Dans la charge de travail, le volet administratif est important. « Nous sommes producteurs de taxes à hauteur de 23 euros par litre d’alcool pur. Chaque litre d’alcool est taxé et exige un suivi rigoureux, communiqué régulièrement aux services fiscaux. Les choses se passent très bien avec les Douanes mais c’est contraignant. »
S'inscrire dans le long terme
À partir du deuxième semestre 2020, les bouteilles seront vendues chez les bons cavistes de la région, les épiceries fines et dans les restaurants. Le régime de croisière devrait être atteint en 2021. Aucun développement en GMS n’est prévu. « Quand on est une jeune marque comme nous, il faut s’appuyer sur les réseaux de professionnels, qui savent vous présenter et expliquer le produit. » La proximité de la région parisienne offre des perspectives de développement prometteuses pour atteindre l’objectif de 10 000 bouteilles par an.
En attendant, les premiers whiskys, issus de la récolte 2015, seront bientôt proposés à la vente dans les Hauts-de-France, au prix de 59 euros la bouteille. Toutes seront numérotées, de 1 à 2000. Elles devraient s’arracher : celles de la récolte 2014 ont toutes été prévendues.
« Je travaille sur ce projet depuis 2014 et je n’ai pas vendu ma première bouteille. »
Cette diversification audacieuse n’est pas à la portée de tous : outre sa technicité, elle requiert des investissements lourds. « Je travaille sur ce projet depuis 2014 et je n’ai pas vendu ma première bouteille, remarque l’agriculteur, qui s'inscrit dans le long terme mais reconnaît que ce projet pèse lourd dans sa trésorerie. « Nous sommes ici sur un domaine familial qui existe depuis dix générations. Je valorise un terroir avec un patrimoine bâti. » En attendant que le premier millésime de whisky soit mis en bouteille, l’agriculteur produit deux gins « de terroir ». Le positionnement « haut de gamme » est là aussi assumé : la bouteille de 50 cl est vendue 37 euros.

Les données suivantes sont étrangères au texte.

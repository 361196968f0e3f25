//! The schedule library: one module per communication/computation schedule
//! that computes `result = Σ_r a_all[r] ⊗ b_all[r]` identically on every
//! rank. See each module for the schedule it implements.

pub mod tags;

mod allgather;
mod allgather_async;
mod allreduce;
mod bruck_async;
mod butterfly;
mod butterfly_segmented;
mod grabenseifner_allgather;
mod grabenseifner_allgather_scatter;
mod grabenseifner_allgather_segmented;
mod grabenseifner_subgroup;
mod rabenseifner;
mod rabenseifner_gather;
mod rabenseifner_scatter;
mod registry;
mod ring;
mod ring_pipeline;

pub use allgather::Allgather;
pub use allgather_async::AllgatherAsync;
pub use allreduce::Allreduce;
pub use bruck_async::BruckAsync;
pub use butterfly::AllreduceButterfly;
pub use butterfly_segmented::AllreduceButterflySegmented;
pub use grabenseifner_allgather::GrabenseifnerAllgather;
pub use grabenseifner_allgather_scatter::GrabenseifnerAllgatherScatter;
pub use grabenseifner_allgather_segmented::GrabenseifnerAllgatherSegmented;
pub use grabenseifner_subgroup::GrabenseifnerSubgroup;
pub use rabenseifner::AllreduceRabenseifner;
pub use rabenseifner_gather::RabenseifnerGather;
pub use rabenseifner_scatter::RabenseifnerScatter;
pub use registry::{default_registry, registry_names};
pub use ring::AllreduceRing;
pub use ring_pipeline::AllreduceRingPipeline;

use dsop_core::{Comm, DsopError, Matrix, ProcessContext, Vector};
use dsop_timing::MpiTimer;

/// The contract every schedule implements. `result` arrives pre-zeroed and
/// pre-sized by the caller (the harness); a schedule only ever fills cells,
/// never reallocates it. A rank must never read `a_all[k]`/`b_all[k]` for
/// `k != ctx.rank` — only its own input slot.
pub trait Schedule: Send + Sync {
    fn name(&self) -> &'static str;

    fn compute(
        &self,
        comm: &dyn Comm,
        ctx: &ProcessContext,
        a_all: &[Vector],
        b_all: &[Vector],
        result: &mut Matrix,
        timer: &mut MpiTimer,
    ) -> Result<(), DsopError>;
}

/// Largest power of two `<= num_procs`, and the round count `floor(log2(P))`.
pub(crate) fn n_rounds(num_procs: i32) -> u32 {
    31 - num_procs.leading_zeros()
}

/// Row-band assignment shared by `rabenseifner_gather` and the
/// `grabenseifner_*` family: rows split evenly with the last rank
/// absorbing the remainder, rather than a ceiling division. When there are
/// fewer rows than ranks, only the first `n_rows` ranks own a (single) row
/// each and the rest own nothing.
///
/// Returns `(start_row, row_count)` for `rank`.
pub(crate) fn row_band(n_rows: usize, num_procs: usize, rank: usize) -> (usize, usize) {
    if n_rows < num_procs {
        return if rank < n_rows { (rank, 1) } else { (n_rows, 0) };
    }
    let even_share = n_rows / num_procs;
    let start = rank * even_share;
    let count = if rank == num_procs - 1 { n_rows - start } else { even_share };
    (start, count)
}

/// Second-phase replication shared by the `grabenseifner_*` family: every
/// rank has already filled its own row band (`row_band`, against `comm`'s
/// full size) of `result`'s first `n` rows spanning `m` columns, and this
/// all-gathers those bands onto every rank of `comm`. `comm` may be a
/// subgroup communicator (`grabenseifner_subgroup`), not necessarily the
/// whole world.
///
/// When `n` isn't evenly divisible by `comm.size()`, the last rank's band
/// is wider than the rest (`row_band`'s "special last block" rule), and an
/// all-gather can't vary its per-rank block size — so the even-sized
/// prefix all-gathers on its own and the last rank's residual rows are
/// broadcast from the last rank afterward. When `n < comm.size()`, only
/// the first `n` ranks own a row at all; every rank still contributes a
/// same-sized (one row) block to keep the all-gather uniform, with unused
/// ranks padding with zeros that are simply never read back.
pub(crate) fn second_phase_allgather(comm: &dyn Comm, n: usize, m: usize, result: &mut Matrix) {
    let num_procs = comm.size() as usize;
    let rank = comm.rank() as usize;

    if n < num_procs {
        let my_row = if rank < n { result.as_slice()[rank * m..(rank + 1) * m].to_vec() } else { vec![0.0; m] };
        let mut buf = vec![0.0; m * num_procs];
        comm.allgather_into(&my_row, &mut buf);
        for r in 0..n {
            result.as_mut_slice()[r * m..(r + 1) * m].copy_from_slice(&buf[r * m..(r + 1) * m]);
        }
        return;
    }

    let even_share = n / num_procs;
    let (last_start, last_count) = row_band(n, num_procs, num_procs - 1);
    let my_block_size = even_share * m;
    let (my_start, _) = row_band(n, num_procs, rank);

    let mut prefix_buf = vec![0.0; my_block_size * num_procs];
    comm.allgather_into(&result.as_slice()[my_start * m..my_start * m + my_block_size], &mut prefix_buf);
    for r in 0..num_procs {
        let (start, _) = row_band(n, num_procs, r);
        if start < last_start {
            result.as_mut_slice()[start * m..start * m + my_block_size]
                .copy_from_slice(&prefix_buf[r * my_block_size..(r + 1) * my_block_size]);
        }
    }

    if last_count != even_share {
        let residual_len = (n - last_start) * m;
        let mut residual = vec![0.0; residual_len];
        if rank == num_procs - 1 {
            residual.copy_from_slice(&result.as_slice()[last_start * m..n * m]);
        }
        comm.bcast_into(num_procs as i32 - 1, &mut residual);
        result.as_mut_slice()[last_start * m..n * m].copy_from_slice(&residual);
    }
}

/// Per-round index-pair bookkeeping shared by the butterfly-shaped
/// schedules: the largest power-of-two subgroup and the idle-rank/partner
/// mapping for the non-power-of-two remainder (§3's "Idle-partner mapping").
#[derive(Debug, Clone, Copy)]
pub(crate) struct ButterflyTopology {
    pub n_rounds: u32,
    pub p2: i32,
    pub is_idle_rank: bool,
    pub is_idle_partner: bool,
    pub idle_partner_rank: i32,
}

impl ButterflyTopology {
    pub fn new(ctx: &ProcessContext) -> Self {
        let n_rounds = n_rounds(ctx.num_procs);
        let p2 = 1i32 << n_rounds;
        let n_idle = ctx.num_procs - p2;
        let is_idle_rank = ctx.rank >= p2;
        let is_idle_partner = ctx.rank < n_idle;
        debug_assert!(!(is_idle_rank && is_idle_partner), "idle rank and idle partner sets must be disjoint");
        let idle_partner_rank = if is_idle_rank {
            ctx.rank - p2
        } else if is_idle_partner {
            ctx.rank + p2
        } else {
            -1
        };
        Self { n_rounds, p2, is_idle_rank, is_idle_partner, idle_partner_rank }
    }

    pub fn participates(&self) -> bool {
        !self.is_idle_rank
    }
}

#[cfg(test)]
mod tests {
    use super::*;

    #[test]
    fn n_rounds_is_floor_log2() {
        assert_eq!(n_rounds(1), 0);
        assert_eq!(n_rounds(8), 3);
        assert_eq!(n_rounds(6), 2);
        assert_eq!(n_rounds(17), 4);
    }

    #[test]
    fn row_band_covers_every_row_exactly_once_with_remainder_on_last() {
        let (n_rows, num_procs) = (10, 3);
        let bands: Vec<_> = (0..num_procs).map(|r| row_band(n_rows, num_procs, r)).collect();
        assert_eq!(bands, vec![(0, 3), (3, 3), (6, 4)]);
    }

    #[test]
    fn row_band_handles_fewer_rows_than_ranks() {
        assert_eq!(row_band(2, 5, 0), (0, 1));
        assert_eq!(row_band(2, 5, 1), (1, 1));
        assert_eq!(row_band(2, 5, 2), (2, 0));
        assert_eq!(row_band(2, 5, 4), (2, 0));
    }

    #[test]
    fn butterfly_topology_idle_pairing_is_disjoint_and_symmetric() {
        let ctx = ProcessContext::new(0, 6, 4, 4);
        for rank in 0..6 {
            let ctx = ProcessContext { rank, ..ctx };
            let topo = ButterflyTopology::new(&ctx);
            assert_eq!(topo.p2, 4);
            assert!(!(topo.is_idle_rank && topo.is_idle_partner));
            if topo.is_idle_rank {
                assert_eq!(topo.idle_partner_rank, rank - 4);
            }
            if topo.is_idle_partner {
                assert_eq!(topo.idle_partner_rank, rank + 4);
            }
        }
    }
}

/// Properties every registered schedule must hold, not just the one or two
/// that happen to be exercised by its own module's tests. `(num_procs=4,
/// n=5, m=4)` is the same configuration `dsop-harness` uses to validate
/// every registered schedule, so it already satisfies each schedule's own
/// preconditions (power-of-two rank counts, `n >= num_procs`, and so on).
#[cfg(test)]
mod properties {
    use super::*;
    use dsop_core::ThreadComm;
    use std::sync::Arc;
    use std::thread;

    const NUM_PROCS: i32 = 4;
    const N: usize = 5;
    const M: usize = 4;

    fn inputs(scale: f64) -> (Vec<Vector>, Vec<Vector>) {
        let a_all = (0..NUM_PROCS).map(|r| (0..N).map(|i| scale * (r * 7 + i as i32 + 1) as f64).collect()).collect();
        let b_all = (0..NUM_PROCS).map(|r| (0..M).map(|i| scale * (r * 3 + i as i32 + 1) as f64).collect()).collect();
        (a_all, b_all)
    }

    /// Runs `name` once per rank over `a_all`/`b_all` and returns each rank's
    /// `result`, in rank order.
    fn run(name: &str, a_all: Vec<Vector>, b_all: Vec<Vector>) -> Vec<Matrix> {
        let comms = ThreadComm::new_group(NUM_PROCS);
        let a_all = Arc::new(a_all);
        let b_all = Arc::new(b_all);
        let handles: Vec<_> = comms
            .into_iter()
            .enumerate()
            .map(|(rank, comm)| {
                let a_all = Arc::clone(&a_all);
                let b_all = Arc::clone(&b_all);
                let name = name.to_string();
                thread::spawn(move || {
                    let ctx = ProcessContext::new(rank as i32, NUM_PROCS, N, M);
                    let schedule = default_registry(&name).unwrap();
                    let mut result = Matrix::zeros(N, M);
                    let mut timer = MpiTimer::new();
                    schedule.compute(&comm, &ctx, &a_all, &b_all, &mut result, &mut timer).unwrap();
                    result
                })
            })
            .collect();
        handles.into_iter().map(|h| h.join().unwrap()).collect()
    }

    #[test]
    fn idempotent_rerun_yields_identical_results() {
        for &name in registry_names() {
            let (a_all, b_all) = inputs(1.0);
            let first = run(name, a_all.clone(), b_all.clone());
            let second = run(name, a_all, b_all);
            assert_eq!(first, second, "schedule '{name}' gave different results on a re-run with identical inputs");
        }
    }

    /// A rank must never read `a_all[k]`/`b_all[k]` for `k != rank` directly
    /// — only through what it receives over `comm`. Poison every foreign
    /// slot with NaN before each rank's own `compute` call; if a schedule
    /// reaches past `comm` into a neighbor's raw input, the poison infects
    /// its output and the comparison against the clean run fails.
    #[test]
    fn locality_ignores_poisoned_foreign_input_slots() {
        for &name in registry_names() {
            let (a_all, b_all) = inputs(1.0);
            let clean = run(name, a_all.clone(), b_all.clone());

            let comms = ThreadComm::new_group(NUM_PROCS);
            let a_all = Arc::new(a_all);
            let b_all = Arc::new(b_all);
            let handles: Vec<_> = comms
                .into_iter()
                .enumerate()
                .map(|(rank, comm)| {
                    let a_all = Arc::clone(&a_all);
                    let b_all = Arc::clone(&b_all);
                    let name = name.to_string();
                    thread::spawn(move || {
                        let mut poisoned_a = (*a_all).clone();
                        let mut poisoned_b = (*b_all).clone();
                        for k in 0..NUM_PROCS as usize {
                            if k != rank {
                                poisoned_a[k] = vec![f64::NAN; N];
                                poisoned_b[k] = vec![f64::NAN; M];
                            }
                        }
                        let ctx = ProcessContext::new(rank as i32, NUM_PROCS, N, M);
                        let schedule = default_registry(&name).unwrap();
                        let mut result = Matrix::zeros(N, M);
                        let mut timer = MpiTimer::new();
                        schedule.compute(&comm, &ctx, &poisoned_a, &poisoned_b, &mut result, &mut timer).unwrap();
                        result
                    })
                })
                .collect();
            let poisoned: Vec<Matrix> = handles.into_iter().map(|h| h.join().unwrap()).collect();
            assert_eq!(clean, poisoned, "schedule '{name}' used a non-owned a_all/b_all slot directly");
        }
    }

    /// `R(αA, B) = αR(A,B)` and `R(A+A', B) = R(A,B) + R(A',B)`, up to the
    /// same floating-point reassociation tolerance the harness's own
    /// validation uses.
    #[test]
    fn linearity_holds_for_scaling_and_addition() {
        const TOL: f64 = 1e-6;
        for &name in registry_names() {
            let (a_all, b_all) = inputs(1.0);
            let (a_all2, _) = inputs(0.37);

            let alpha = 2.5;
            let scaled_a: Vec<Vector> = a_all.iter().map(|v| v.iter().map(|x| x * alpha).collect()).collect();
            let base = run(name, a_all.clone(), b_all.clone());
            let scaled = run(name, scaled_a, b_all.clone());
            for (b, s) in base.iter().zip(&scaled) {
                for (bx, sx) in b.as_slice().iter().zip(s.as_slice()) {
                    assert!((sx - alpha * bx).abs() < TOL, "schedule '{name}' failed scaling linearity");
                }
            }

            let summed_a: Vec<Vector> =
                a_all.iter().zip(&a_all2).map(|(x, y)| x.iter().zip(y).map(|(p, q)| p + q).collect()).collect();
            let base2 = run(name, a_all2.clone(), b_all.clone());
            let summed = run(name, summed_a, b_all);
            for ((b1, b2), s) in base.iter().zip(&base2).zip(&summed) {
                for ((x1, x2), sx) in b1.as_slice().iter().zip(b2.as_slice()).zip(s.as_slice()) {
                    assert!((sx - (x1 + x2)).abs() < TOL, "schedule '{name}' failed additive linearity");
                }
            }
        }
    }
}
//! The one JSON record emitted per iteration, root-only.

use std::time::{SystemTime, UNIX_EPOCH};

use serde::Serialize;

#[derive(Debug, Clone, Serialize)]
pub struct IterationRecord {
    pub timestamp: i64,
    pub name: String,
    #[serde(rename = "N")]
    pub n: usize,
    #[serde(rename = "M")]
    pub m: usize,
    pub numprocs: i32,
    pub num_iterations: u32,
    pub iteration: u32,
    pub runtimes: Vec<i64>,
    pub runtimes_mpi: Vec<i64>,
    pub runtimes_compute: Vec<i64>,
    pub runtime: i64,
    pub runtime_mpi: i64,
    pub runtime_compute: i64,
    #[serde(skip_serializing_if = "Option::is_none")]
    pub errors: Option<Vec<f64>>,
}

/// Wall-clock microseconds since the Unix epoch, for the record's
/// `timestamp` field only — unrelated to `dsop_timing`'s monotonic clock.
pub fn epoch_us() -> i64 {
    SystemTime::now().duration_since(UNIX_EPOCH).map(|d| d.as_micros() as i64).unwrap_or(0)
}

/// Serializes `record` as one line of JSON to stdout.
pub fn emit(record: &IterationRecord) {
    match serde_json::to_string(record) {
        Ok(line) => println!("{line}"),
        Err(err) => tracing::error!(%err, "failed to serialize iteration record"),
    }
}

Pour valoriser les bâtiments, Étienne d’Hautefeuille a par ailleurs aménagé une salle de conférences attenante à la distillerie, qui permet d’y accueillir des réunions ou des visites de groupe. « C’est l’occasion de présenter le cadre et notre état d’esprit aux visiteurs », apprécie l'agriculteur. Ces visites sont pour lui très enrichissantes, car elles modifient sa perception de son métier. « On prend mieux connaissance de l’air du temps », souligne-t-il. Et les gens voient que les agriculteurs, la plupart du temps, travaillent intelligemment. »

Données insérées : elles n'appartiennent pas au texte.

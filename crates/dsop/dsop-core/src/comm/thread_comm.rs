//! In-process, multi-threaded stand-in for `Comm`, used only by the test
//! suite. Ranks are OS threads sharing one `Network`; messages are queued
//! per `(src, dest, tag)` so there is no rendezvous deadlock to worry about
//! the way there can be with real eager/rendezvous MPI protocols.

use std::collections::HashMap;
use std::sync::atomic::{AtomicU64, Ordering};
use std::sync::{Arc, Barrier, Condvar, Mutex};
use std::thread::{self, JoinHandle};
use std::time::Instant;

use super::{Comm, PendingRecv, PendingSend};

struct Network {
    size: i32,
    inbox: Mutex<HashMap<(i32, i32, i32), std::collections::VecDeque<Vec<f64>>>>,
    cv: Condvar,
    barrier: Barrier,
    epoch: Instant,
    split_counter: AtomicU64,
    split_colors: Mutex<HashMap<i32, i32>>,
    split_registry: Mutex<HashMap<(u64, i32), Arc<Network>>>,
    /// Published by rank 0 once per `split()` round so every rank's
    /// independent call uses the *same* round index — see `split()`.
    split_call_index: Mutex<Option<u64>>,
}

impl Network {
    fn new(size: i32) -> Arc<Network> {
        Arc::new(Network {
            size,
            inbox: Mutex::new(HashMap::new()),
            cv: Condvar::new(),
            barrier: Barrier::new(size as usize),
            epoch: Instant::now(),
            split_counter: AtomicU64::new(0),
            split_colors: Mutex::new(HashMap::new()),
            split_registry: Mutex::new(HashMap::new()),
            split_call_index: Mutex::new(None),
        })
    }

    fn send(&self, src: i32, dest: i32, tag: i32, buf: Vec<f64>) {
        let mut inbox = self.inbox.lock().unwrap();
        inbox.entry((src, dest, tag)).or_default().push_back(buf);
        self.cv.notify_all();
    }

    fn recv_into(&self, src: i32, dest: i32, tag: i32, buf: &mut [f64]) {
        let mut inbox = self.inbox.lock().unwrap();
        loop {
            if let Some(q) = inbox.get_mut(&(src, dest, tag)) {
                if let Some(msg) = q.pop_front() {
                    assert_eq!(msg.len(), buf.len(), "message length mismatch on tag {tag}");
                    buf.copy_from_slice(&msg);
                    return;
                }
            }
            inbox = self.cv.wait(inbox).unwrap();
        }
    }
}

pub struct ThreadComm {
    net: Arc<Network>,
    rank: i32,
}

impl ThreadComm {
    /// Builds `size` `ThreadComm`s sharing one network, ranks 0..size.
    /// Meant to be handed one-per-thread by the caller (tests spawn one
    /// OS thread per rank and run a schedule's `compute` in each).
    pub fn new_group(size: i32) -> Vec<ThreadComm> {
        let net = Network::new(size);
        (0..size).map(|rank| ThreadComm { net: Arc::clone(&net), rank }).collect()
    }
}

struct ThreadPendingSend;

impl PendingSend for ThreadPendingSend {
    fn wait(self: Box<Self>) {}
}

struct ThreadPendingRecv {
    result: Arc<(Mutex<Option<Vec<f64>>>, Condvar)>,
    handle: Option<JoinHandle<()>>,
}

impl PendingRecv for ThreadPendingRecv {
    fn is_ready(&self) -> bool {
        self.result.0.lock().unwrap().is_some()
    }

    fn wait(mut self: Box<Self>) -> Vec<f64> {
        let (lock, cv) = &*self.result;
        let mut guard = lock.lock().unwrap();
        while guard.is_none() {
            guard = cv.wait(guard).unwrap();
        }
        let payload = guard.take().unwrap();
        drop(guard);
        if let Some(handle) = self.handle.take() {
            let _ = handle.join();
        }
        payload
    }
}

impl Drop for ThreadPendingRecv {
    fn drop(&mut self) {
        if self.handle.is_some() {
            panic!("PendingRecv dropped without a matching wait()");
        }
    }
}

impl Comm for ThreadComm {
    fn rank(&self) -> i32 {
        self.rank
    }

    fn size(&self) -> i32 {
        self.net.size
    }

    fn wtime(&self) -> f64 {
        self.net.epoch.elapsed().as_secs_f64()
    }

    fn barrier(&self) {
        self.net.barrier.wait();
    }

    fn send(&self, dest: i32, tag: i32, buf: &[f64]) {
        self.net.send(self.rank, dest, tag, buf.to_vec());
    }

    fn recv_into(&self, src: i32, tag: i32, buf: &mut [f64]) {
        self.net.recv_into(src, self.rank, tag, buf);
    }

    fn isend(&self, dest: i32, tag: i32, buf: Vec<f64>) -> Box<dyn PendingSend> {
        self.net.send(self.rank, dest, tag, buf);
        Box::new(ThreadPendingSend)
    }

    fn irecv(&self, src: i32, tag: i32, len: usize) -> Box<dyn PendingRecv> {
        let net = Arc::clone(&self.net);
        let rank = self.rank;
        let result = Arc::new((Mutex::new(None), Condvar::new()));
        let result2 = Arc::clone(&result);
        let handle = thread::spawn(move || {
            let mut buf = vec![0.0; len];
            net.recv_into(src, rank, tag, &mut buf);
            let (lock, cv) = &*result2;
            *lock.lock().unwrap() = Some(buf);
            cv.notify_all();
        });
        Box::new(ThreadPendingRecv { result, handle: Some(handle) })
    }

    fn split(&self, color: i32) -> Box<dyn Comm> {
        // `call_index` must be the *same* value for every rank in this
        // round of `split()`, not read independently per rank — an atomic
        // `fetch_add` never returns the same value twice, so two co-members
        // of one color group would otherwise land on different keys and
        // each build their own private sub-network, deadlocking the first
        // time they try to talk to each other. Rank 0 alone takes the
        // counter and publishes it through `split_call_index`; every other
        // rank reads it back only after the barrier below guarantees it has
        // been written.
        self.net.split_colors.lock().unwrap().insert(self.rank, color);
        self.net.barrier.wait();

        if self.rank == 0 {
            let call_index = self.net.split_counter.fetch_add(1, Ordering::SeqCst);
            *self.net.split_call_index.lock().unwrap() = Some(call_index);
        }
        self.net.barrier.wait();
        let call_index = self
            .net
            .split_call_index
            .lock()
            .unwrap()
            .expect("rank 0 publishes the call index before this barrier releases");

        let members: Vec<i32> = {
            let colors = self.net.split_colors.lock().unwrap();
            let mut members: Vec<i32> =
                colors.iter().filter(|&(_, &c)| c == color).map(|(&r, _)| r).collect();
            members.sort_unstable();
            members
        };
        let new_rank = members.iter().position(|&r| r == self.rank).expect("rank in its own color group") as i32;
        let new_size = members.len() as i32;

        let key = (call_index, color);
        let sub_net = {
            let mut registry = self.net.split_registry.lock().unwrap();
            Arc::clone(registry.entry(key).or_insert_with(|| Network::new(new_size)))
        };
        self.net.barrier.wait();

        self.net.split_colors.lock().unwrap().remove(&self.rank);
        self.net.barrier.wait();
        if self.rank == members[0] {
            self.net.split_registry.lock().unwrap().remove(&key);
        }
        if self.rank == 0 {
            *self.net.split_call_index.lock().unwrap() = None;
        }

        Box::new(ThreadComm { net: sub_net, rank: new_rank })
    }
}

La région parisienne proche offre des perspectives de développement pour atteindre l’objectif de 10 000 bouteilles par an
En chiffres
200 ha de SAU
100 ha de blé tendre,
40 ha de colza,
30 ha d’orge de printemps,
15 ha de pommes de terre
15 ha de lin textile.
1 salarié et 1 apprenti.
2 structures juridiques : SCEA et SAS.
Le whisky à la française
Avec 200 millions de bouteilles de whisky vendues en 2014, la France est le deuxième consommateur de whisky au monde, derrière les États-Unis. Cette boisson représente 37 % des alcools consommés en France en 2018. Les scotchs whiskys (qui proviennent d'Écosse), dominent. Ils sont distribués par de grands groupes de spiritueux comme Pernod Ricard, LVMH et Marie Brizard, qui réalisent sur ce segment jusqu’à 40 % de leur chiffre d’affaires. La première marque vendue est William Peel (Marie Brizard). Au nombre de 92, les marques françaises progressent vite mais pèsent peu dans ce marché : elles totalisaient 1 million de bouteilles par an en 2018, soit le double de la production 2014.